The data:
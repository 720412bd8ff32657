//! Provider adapters: the backends that actually hold chunk bytes.
//!
//! Each backend is registered under a unique name and serves one layer.
//! Non-temporal backends of a layer share writes round-robin; temporal
//! backends only receive data through arbitrage migration.

pub mod memory;
pub mod s3;

use crate::config::{BackendConfig, BackendKind};
use crate::layers::Layer;
use anyhow::{Context, Result};
use async_trait::async_trait;
use bytes::Bytes;
use std::collections::HashMap;
use std::sync::Arc;
use thiserror::Error;
use tracing::info;

pub use memory::MemoryProvider;
pub use s3::S3Provider;

/// Errors raised by a single backend call.
#[derive(Debug, Error)]
pub enum ProviderError {
    #[error("Provider {provider} write failed: {message}")]
    Write { provider: String, message: String },

    #[error("Provider {provider} read failed: {message}")]
    Read { provider: String, message: String },

    #[error("Provider {provider} has no chunk at {location}")]
    NotFound { provider: String, location: String },

    #[error("Provider {provider} timed out")]
    Timeout { provider: String },

    #[error("Unknown provider: {0}")]
    Unknown(String),
}

impl ProviderError {
    pub fn provider(&self) -> &str {
        match self {
            Self::Write { provider, .. }
            | Self::Read { provider, .. }
            | Self::NotFound { provider, .. }
            | Self::Timeout { provider } => provider,
            Self::Unknown(name) => name,
        }
    }
}

/// Capability interface over one storage backend.
#[async_trait]
pub trait ProviderAdapter: Send + Sync {
    fn name(&self) -> &str;

    /// Store one chunk, returning an opaque locator.
    async fn put(&self, layer: Layer, chunk: Bytes) -> Result<String, ProviderError>;

    async fn get(&self, location: &str) -> Result<Bytes, ProviderError>;

    async fn delete(&self, location: &str) -> Result<(), ProviderError>;
}

struct Registered {
    adapter: Arc<dyn ProviderAdapter>,
    layer: Layer,
    temporal: bool,
}

/// Named backends plus the per-layer write rotation.
#[derive(Default)]
pub struct ProviderRegistry {
    backends: HashMap<String, Registered>,
    /// Non-temporal backend names per layer, in registration order
    writers: HashMap<Layer, Vec<String>>,
}

impl ProviderRegistry {
    pub fn new() -> Self {
        Self::default()
    }

    /// Register a backend. A later registration under the same name replaces
    /// the earlier one.
    pub fn register(&mut self, layer: Layer, adapter: Arc<dyn ProviderAdapter>, temporal: bool) {
        let name = adapter.name().to_string();
        for names in self.writers.values_mut() {
            names.retain(|n| n != &name);
        }
        if !temporal {
            self.writers.entry(layer).or_default().push(name.clone());
        }
        self.backends.insert(
            name,
            Registered {
                adapter,
                layer,
                temporal,
            },
        );
    }

    /// Give every layer without a writable backend an in-memory one.
    pub fn with_memory_defaults(mut self) -> Self {
        for layer in Layer::ALL {
            if self.writers.get(&layer).map_or(true, |w| w.is_empty()) {
                let name = format!("layer{}-memory", layer.number());
                self.register(layer, Arc::new(MemoryProvider::new(name)), false);
            }
        }
        self
    }

    /// Build the registry from configured backends, filling gaps with
    /// in-memory defaults.
    pub async fn from_config(backends: &[BackendConfig]) -> Result<Self> {
        let mut registry = Self::new();

        for backend in backends {
            let layer = Layer::from_number(backend.layer)
                .with_context(|| format!("backend {} has invalid layer {}", backend.name, backend.layer))?;

            let adapter: Arc<dyn ProviderAdapter> = match backend.kind {
                BackendKind::Memory => Arc::new(MemoryProvider::new(&backend.name)),
                BackendKind::S3 => {
                    let s3 = backend
                        .s3
                        .as_ref()
                        .with_context(|| format!("backend {} is s3 but has no s3 section", backend.name))?;
                    Arc::new(S3Provider::new(&backend.name, s3).await?)
                }
            };

            info!(
                backend = %backend.name,
                layer = layer.number(),
                kind = ?backend.kind,
                temporal = backend.temporal,
                "Registered provider backend"
            );
            registry.register(layer, adapter, backend.temporal);
        }

        Ok(registry.with_memory_defaults())
    }

    pub fn get(&self, name: &str) -> Result<Arc<dyn ProviderAdapter>, ProviderError> {
        self.backends
            .get(name)
            .map(|b| b.adapter.clone())
            .ok_or_else(|| ProviderError::Unknown(name.to_string()))
    }

    /// Writable backends of a layer, in rotation order.
    pub fn writers(&self, layer: Layer) -> Vec<Arc<dyn ProviderAdapter>> {
        self.writers
            .get(&layer)
            .into_iter()
            .flatten()
            .filter_map(|name| self.backends.get(name))
            .map(|b| b.adapter.clone())
            .collect()
    }

    pub fn is_temporal(&self, name: &str) -> bool {
        self.backends.get(name).map_or(false, |b| b.temporal)
    }

    pub fn layer_of(&self, name: &str) -> Option<Layer> {
        self.backends.get(name).map(|b| b.layer)
    }

    pub fn names(&self) -> Vec<String> {
        let mut names: Vec<String> = self.backends.keys().cloned().collect();
        names.sort();
        names
    }
}

#[cfg(test)]
mod tests {
    use super::*;

    #[test]
    fn test_memory_defaults_cover_every_layer() {
        let registry = ProviderRegistry::new().with_memory_defaults();
        for layer in Layer::ALL {
            assert_eq!(registry.writers(layer).len(), 1);
        }
        assert!(registry.get("layer2-memory").is_ok());
        assert_eq!(registry.names().len(), 4);
    }

    #[test]
    fn test_temporal_backends_are_not_writers() {
        let mut registry = ProviderRegistry::new();
        registry.register(Layer::Cold, Arc::new(MemoryProvider::new("cold-a")), false);
        registry.register(Layer::Cold, Arc::new(MemoryProvider::new("promo")), true);

        let writers = registry.writers(Layer::Cold);
        assert_eq!(writers.len(), 1);
        assert_eq!(writers[0].name(), "cold-a");
        assert!(registry.is_temporal("promo"));
        assert_eq!(registry.layer_of("promo"), Some(Layer::Cold));
        assert!(registry.get("promo").is_ok());
    }

    #[test]
    fn test_reregistration_replaces() {
        let mut registry = ProviderRegistry::new();
        registry.register(Layer::Warm, Arc::new(MemoryProvider::new("x")), false);
        registry.register(Layer::Cold, Arc::new(MemoryProvider::new("x")), false);
        assert!(registry.writers(Layer::Warm).is_empty());
        assert_eq!(registry.writers(Layer::Cold).len(), 1);
        assert_eq!(registry.layer_of("x"), Some(Layer::Cold));
    }

    #[test]
    fn test_unknown_provider() {
        let registry = ProviderRegistry::new();
        let err = registry.get("nope").err().unwrap();
        assert_eq!(err.provider(), "nope");
    }

    #[tokio::test]
    async fn test_from_config_memory_backends() {
        let backends = vec![
            BackendConfig {
                name: "cold-a".to_string(),
                layer: 3,
                kind: BackendKind::Memory,
                s3: None,
                temporal: false,
            },
            BackendConfig {
                name: "cold-b".to_string(),
                layer: 3,
                kind: BackendKind::Memory,
                s3: None,
                temporal: false,
            },
        ];
        let registry = ProviderRegistry::from_config(&backends).await.unwrap();
        assert_eq!(registry.writers(Layer::Cold).len(), 2);
        assert_eq!(registry.writers(Layer::Archive).len(), 1);
    }
}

Work to complete: Produce a faithful copy of all the material above.

Result for this task:
repository 720412bd8ff32657
//! Provider adapters: the backends that actually hold chunk bytes.
//!
//! Each backend is registered under a unique name and serves one layer.
//! Non-temporal backends of a layer share writes round-robin; temporal
//! backends only receive data through arbitrage migration.

pub mod memory;
pub mod s3;

use crate::config::{BackendConfig, BackendKind};
use crate::layers::Layer;
use anyhow::{Context, Result};
use async_trait::async_trait;
use bytes::Bytes;
use std::collections::HashMap;
use std::sync::Arc;
use thiserror::Error;
use tracing::info;

pub use memory::MemoryProvider;
pub use s3::S3Provider;

/// Errors raised by a single backend call.
#[derive(Debug, Error)]
pub enum ProviderError {
    #[error("Provider {provider} write failed: {message}")]
    Write { provider: String, message: String },

    #[error("Provider {provider} read failed: {message}")]
    Read { provider: String, message: String },

    #[error("Provider {provider} has no chunk at {location}")]
    NotFound { provider: String, location: String },

    #[error("Provider {provider} timed out")]
    Timeout { provider: String },

    #[error("Unknown provider: {0}")]
    Unknown(String),
}

impl ProviderError {
    pub fn provider(&self) -> &str {
        match self {
            Self::Write { provider, .. }
            | Self::Read { provider, .. }
            | Self::NotFound { provider, .. }
            | Self::Timeout { provider } => provider,
            Self::Unknown(name) => name,
        }
    }
}

/// Capability interface over one storage backend.
#[async_trait]
pub trait ProviderAdapter: Send + Sync {
    fn name(&self) -> &str;

    /// Store one chunk, returning an opaque locator.
    async fn put(&self, layer: Layer, chunk: Bytes) -> Result<String, ProviderError>;

    async fn get(&self, location: &str) -> Result<Bytes, ProviderError>;

    async fn delete(&self, location: &str) -> Result<(), ProviderError>;
}

struct Registered {
    adapter: Arc<dyn ProviderAdapter>,
    layer: Layer,
    temporal: bool,
}

/// Named backends plus the per-layer write rotation.
#[derive(Default)]
pub struct ProviderRegistry {
    backends: HashMap<String, Registered>,
    /// Non-temporal backend names per layer, in registration order
    writers: HashMap<Layer, Vec<String>>,
}

impl ProviderRegistry {
    pub fn new() -> Self {
        Self::default()
    }

    /// Register a backend. A later registration under the same name replaces
    /// the earlier one.
    pub fn register(&mut self, layer: Layer, adapter: Arc<dyn ProviderAdapter>, temporal: bool) {
        let name = adapter.name().to_string();
        for names in self.writers.values_mut() {
            names.retain(|n| n != &name);
        }
        if !temporal {
            self.writers.entry(layer).or_default().push(name.clone());
        }
        self.backends.insert(
            name,
            Registered {
                adapter,
                layer,
                temporal,
            },
        );
    }

    /// Give every layer without a writable backend an in-memory one.
    pub fn with_memory_defaults(mut self) -> Self {
        for layer in Layer::ALL {
            if self.writers.get(&layer).map_or(true, |w| w.is_empty()) {
                let name = format!("layer{}-memory", layer.number());
                self.register(layer, Arc::new(MemoryProvider::new(name)), false);
            }
        }
        self
    }

    /// Build the registry from configured backends, filling gaps with
    /// in-memory defaults.
    pub async fn from_config(backends: &[BackendConfig]) -> Result<Self> {
        let mut registry = Self::new();

        for backend in backends {
            let layer = Layer::from_number(backend.layer)
                .with_context(|| format!("backend {} has invalid layer {}", backend.name, backend.layer))?;

            let adapter: Arc<dyn ProviderAdapter> = match backend.kind {
                BackendKind::Memory => Arc::new(MemoryProvider::new(&backend.name)),
                BackendKind::S3 => {
                    let s3 = backend
                        .s3
                        .as_ref()
                        .with_context(|| format!("backend {} is s3 but has no s3 section", backend.name))?;
                    Arc::new(S3Provider::new(&backend.name, s3).await?)
                }
            };

            info!(
                backend = %backend.name,
                layer = layer.number(),
                kind = ?backend.kind,
                temporal = backend.temporal,
                "Registered provider backend"
            );
            registry.register(layer, adapter, backend.temporal);
        }

        Ok(registry.with_memory_defaults())
    }

    pub fn get(&self, name: &str) -> Result<Arc<dyn ProviderAdapter>, ProviderError> {
        self.backends
            .get(name)
            .map(|b| b.adapter.clone())
            .ok_or_else(|| ProviderError::Unknown(name.to_string()))
    }

    /// Writable backends of a layer, in rotation order.
    pub fn writers(&self, layer: Layer) -> Vec<Arc<dyn ProviderAdapter>> {
        self.writers
            .get(&layer)
            .into_iter()
            .flatten()
            .filter_map(|name| self.backends.get(name))
            .map(|b| b.adapter.clone())
            .collect()
    }

    pub fn is_temporal(&self, name: &str) -> bool {
        self.backends.get(name).map_or(false, |b| b.temporal)
    }

    pub fn layer_of(&self, name: &str) -> Option<Layer> {
        self.backends.get(name).map(|b| b.layer)
    }

    pub fn names(&self) -> Vec<String> {
        let mut names: Vec<String> = self.backends.keys().cloned().collect();
        names.sort();
        names
    }
}

#[cfg(test)]
mod tests {
    use super::*;

    #[test]
    fn test_memory_defaults_cover_every_layer() {
        let registry = ProviderRegistry::new().with_memory_defaults();
        for layer in Layer::ALL {
            assert_eq!(registry.writers(layer).len(), 1);
        }
        assert!(registry.get("layer2-memory").is_ok());
        assert_eq!(registry.names().len(), 4);
    }

    #[test]
    fn test_temporal_backends_are_not_writers() {
        let mut registry = ProviderRegistry::new();
        registry.register(Layer::Cold, Arc::new(MemoryProvider::new("cold-a")), false);
        registry.register(Layer::Cold, Arc::new(MemoryProvider::new("promo")), true);

        let writers = registry.writers(Layer::Cold);
        assert_eq!(writers.len(), 1);
        assert_eq!(writers[0].name(), "cold-a");
        assert!(registry.is_temporal("promo"));
        assert_eq!(registry.layer_of("promo"), Some(Layer::Cold));
        assert!(registry.get("promo").is_ok());
    }

    #[test]
    fn test_reregistration_replaces() {
        let mut registry = ProviderRegistry::new();
        registry.register(Layer::Warm, Arc::new(MemoryProvider::new("x")), false);
        registry.register(Layer::Cold, Arc::new(MemoryProvider::new("x")), false);
        assert!(registry.writers(Layer::Warm).is_empty());
        assert_eq!(registry.writers(Layer::Cold).len(), 1);
        assert_eq!(registry.layer_of("x"), Some(Layer::Cold));
    }

    #[test]
    fn test_unknown_provider() {
        let registry = ProviderRegistry::new();
        let err = registry.get("nope").err().unwrap();
        assert_eq!(err.provider(), "nope");
    }

    #[tokio::test]
    async fn test_from_config_memory_backends() {
        let backends = vec![
            BackendConfig {
                name: "cold-a".to_string(),
                layer: 3,
                kind: BackendKind::Memory,
                s3: None,
                temporal: false,
            },
            BackendConfig {
                name: "cold-b".to_string(),
                layer: 3,
                kind: BackendKind::Memory,
                s3: None,
                temporal: false,
            },
        ];
        let registry = ProviderRegistry::from_config(&backends).await.unwrap();
        assert_eq!(registry.writers(Layer::Cold).len(), 2);
        assert_eq!(registry.writers(Layer::Archive).len(), 1);
    }
}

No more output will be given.